Глаза женщины меня, однако, не поразили. Шла третья зима войны, вокруг было столько таких глаз, таких лиц! Такими были ленинградцы, потерявшие в блокаде всех своих близких, вывезенные полуживыми, едва-едва отзывающимися на окружающее, чуть-чуть ожившие, оттаявшие в тепле тыловых городов, но так и затаившие в себе, казалось, холод блокадных ленинградских зим, который уже не растопит до конца никакое тепло. Такими были лица солдатских вдов, получивших «похоронки», матерей, получивших такие же «похоронки» о своих сыновьях, иные – на двух, на трех, да еще и на мужа. Такие или подобные лица и глаза видели мы, солдаты, у немногих оставшихся в живых в деревнях и селах, на пути нашего наступления – на еще дымящихся пепелищах изб, среди еще не остывших трупов родных и односельчан, расстрелянных убегавшими немцами с мстительной жестокостью, по приказу оставлять позади себя только безлюдную пустыню. Такое застылое ледяное горе безмолвно кричало из глаз иных сирот, не малолеток, которым еще непонятна была постигшая их беда, а детей постарше, двенадцати – четырнадцати лет, чаще девочек, ибо даже в таком возрасте мальчишки все же уже мужчины, сознающие свой долг стойко держаться в любой беде.
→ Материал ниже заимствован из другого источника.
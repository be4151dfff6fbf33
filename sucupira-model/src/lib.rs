//! # sucupira-model
//!
//! Generative model gateways implementing [`sucupira_core::Llm`].
//!
//! - [`MockLlm`]: plays back a script of tool calls and answers. Used by
//!   tests and offline demos.
//! - [`OllamaModel`]: a local Ollama server over `/api/chat` with native tool
//!   calling (feature `ollama`, on by default).

pub mod mock;
#[cfg(feature = "ollama")]
pub mod ollama;

pub use mock::{MockLlm, MockStep, ToolCallRecord};
#[cfg(feature = "ollama")]
pub use ollama::{DEFAULT_OLLAMA_HOST, OllamaConfig, OllamaModel};
//! Durable whole-index snapshots.
//!
//! A snapshot is a single JSON document holding every [`Document`] with its
//! embedding, the index metric, and the identity of the embedding provider.
//! Writes go to a temporary sibling file that is renamed over the target, so
//! a crash never leaves a half-written snapshot behind.

use std::collections::HashSet;
use std::path::{Path, PathBuf};

use serde::{Deserialize, Serialize};
use tracing::{debug, info};

use crate::document::Document;
use crate::embedding::ProviderIdentity;
use crate::error::{RagError, Result};
use crate::index::Metric;

/// The snapshot layout version this crate writes and accepts.
pub const FORMAT_VERSION: u32 = 1;

/// Serialized form of a [`FlatIndex`](crate::FlatIndex).
#[derive(Debug, Clone, PartialEq, Serialize, Deserialize)]
pub struct IndexSnapshot {
    pub format_version: u32,
    pub metric: Metric,
    pub dimensions: Option<usize>,
    pub provider: ProviderIdentity,
    pub documents: Vec<Document>,
}

impl IndexSnapshot {
    /// Check that the snapshot describes a well-formed index.
    fn validate(&self, path: &Path) -> Result<()> {
        if self.format_version != FORMAT_VERSION {
            return Err(RagError::corrupt(
                path,
                format!(
                    "unsupported format version {} (expected {FORMAT_VERSION})",
                    self.format_version
                ),
            ));
        }
        match self.dimensions {
            None if !self.documents.is_empty() => {
                return Err(RagError::corrupt(path, "documents present but no dimensionality recorded"));
            }
            Some(0) => return Err(RagError::corrupt(path, "dimensionality must be positive")),
            Some(dims) if dims != self.provider.dimensions => {
                return Err(RagError::corrupt(
                    path,
                    format!(
                        "index dimensionality {dims} disagrees with provider {}",
                        self.provider
                    ),
                ));
            }
            _ => {}
        }
        let mut ids = HashSet::with_capacity(self.documents.len());
        for document in &self.documents {
            if Some(document.embedding().len()) != self.dimensions {
                return Err(RagError::corrupt(
                    path,
                    format!(
                        "document '{}' has a {}-dimensional embedding",
                        document.id(),
                        document.embedding().len()
                    ),
                ));
            }
            if !ids.insert(document.id()) {
                return Err(RagError::corrupt(path, format!("duplicate document id '{}'", document.id())));
            }
            if !document.metadata().has_unique_keys() {
                return Err(RagError::corrupt(
                    path,
                    format!("document '{}' has duplicate metadata keys", document.id()),
                ));
            }
        }
        Ok(())
    }
}

/// Write `snapshot` to `path`, replacing any existing file atomically.
pub async fn write(path: &Path, snapshot: &IndexSnapshot) -> Result<()> {
    let bytes = serde_json::to_vec(snapshot)
        .map_err(|e| RagError::InvalidArgument(format!("snapshot is not serializable: {e}")))?;
    if let Some(parent) = path.parent().filter(|p| !p.as_os_str().is_empty()) {
        tokio::fs::create_dir_all(parent).await?;
    }
    let tmp = temp_path(path);
    tokio::fs::write(&tmp, &bytes).await?;
    tokio::fs::rename(&tmp, path).await?;
    info!(
        path = %path.display(),
        documents = snapshot.documents.len(),
        bytes = bytes.len(),
        "index snapshot written"
    );
    Ok(())
}

/// Read and validate the snapshot at `path`.
///
/// # Errors
///
/// [`RagError::NotFound`] if nothing exists at `path`;
/// [`RagError::CorruptIndex`] if the file cannot be parsed or describes an
/// inconsistent index.
pub async fn read(path: &Path) -> Result<IndexSnapshot> {
    let bytes = match tokio::fs::read(path).await {
        Ok(bytes) => bytes,
        Err(e) if e.kind() == std::io::ErrorKind::NotFound => {
            return Err(RagError::NotFound { path: path.to_path_buf() });
        }
        Err(e) => return Err(e.into()),
    };
    let snapshot: IndexSnapshot =
        serde_json::from_slice(&bytes).map_err(|e| RagError::corrupt(path, e.to_string()))?;
    snapshot.validate(path)?;
    debug!(path = %path.display(), documents = snapshot.documents.len(), "index snapshot read");
    Ok(snapshot)
}

fn temp_path(path: &Path) -> PathBuf {
    let mut name = path.file_name().map(|n| n.to_os_string()).unwrap_or_default();
    name.push(".tmp");
    path.with_file_name(name)
}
Да, у женщины было одно из таких лиц, которых много стало вокруг, на которых война как бы записала своими видимыми всем письменами, что оставляет она в людских душах и сердцах, И все же угадывалось, что женщине выпало что-то совсем особое, намного превышающее то, что испытали другие, что она пережила такой надлом, после которого только лишь человек может продолжать существование, слабо, но еще дышать, двигаться, а все другое – не устояло бы, не выдержало, распалось бы в прах, даже если это само железо.
Женщина медленно подошла, и мы оказались друг против друга, в полутора шагах.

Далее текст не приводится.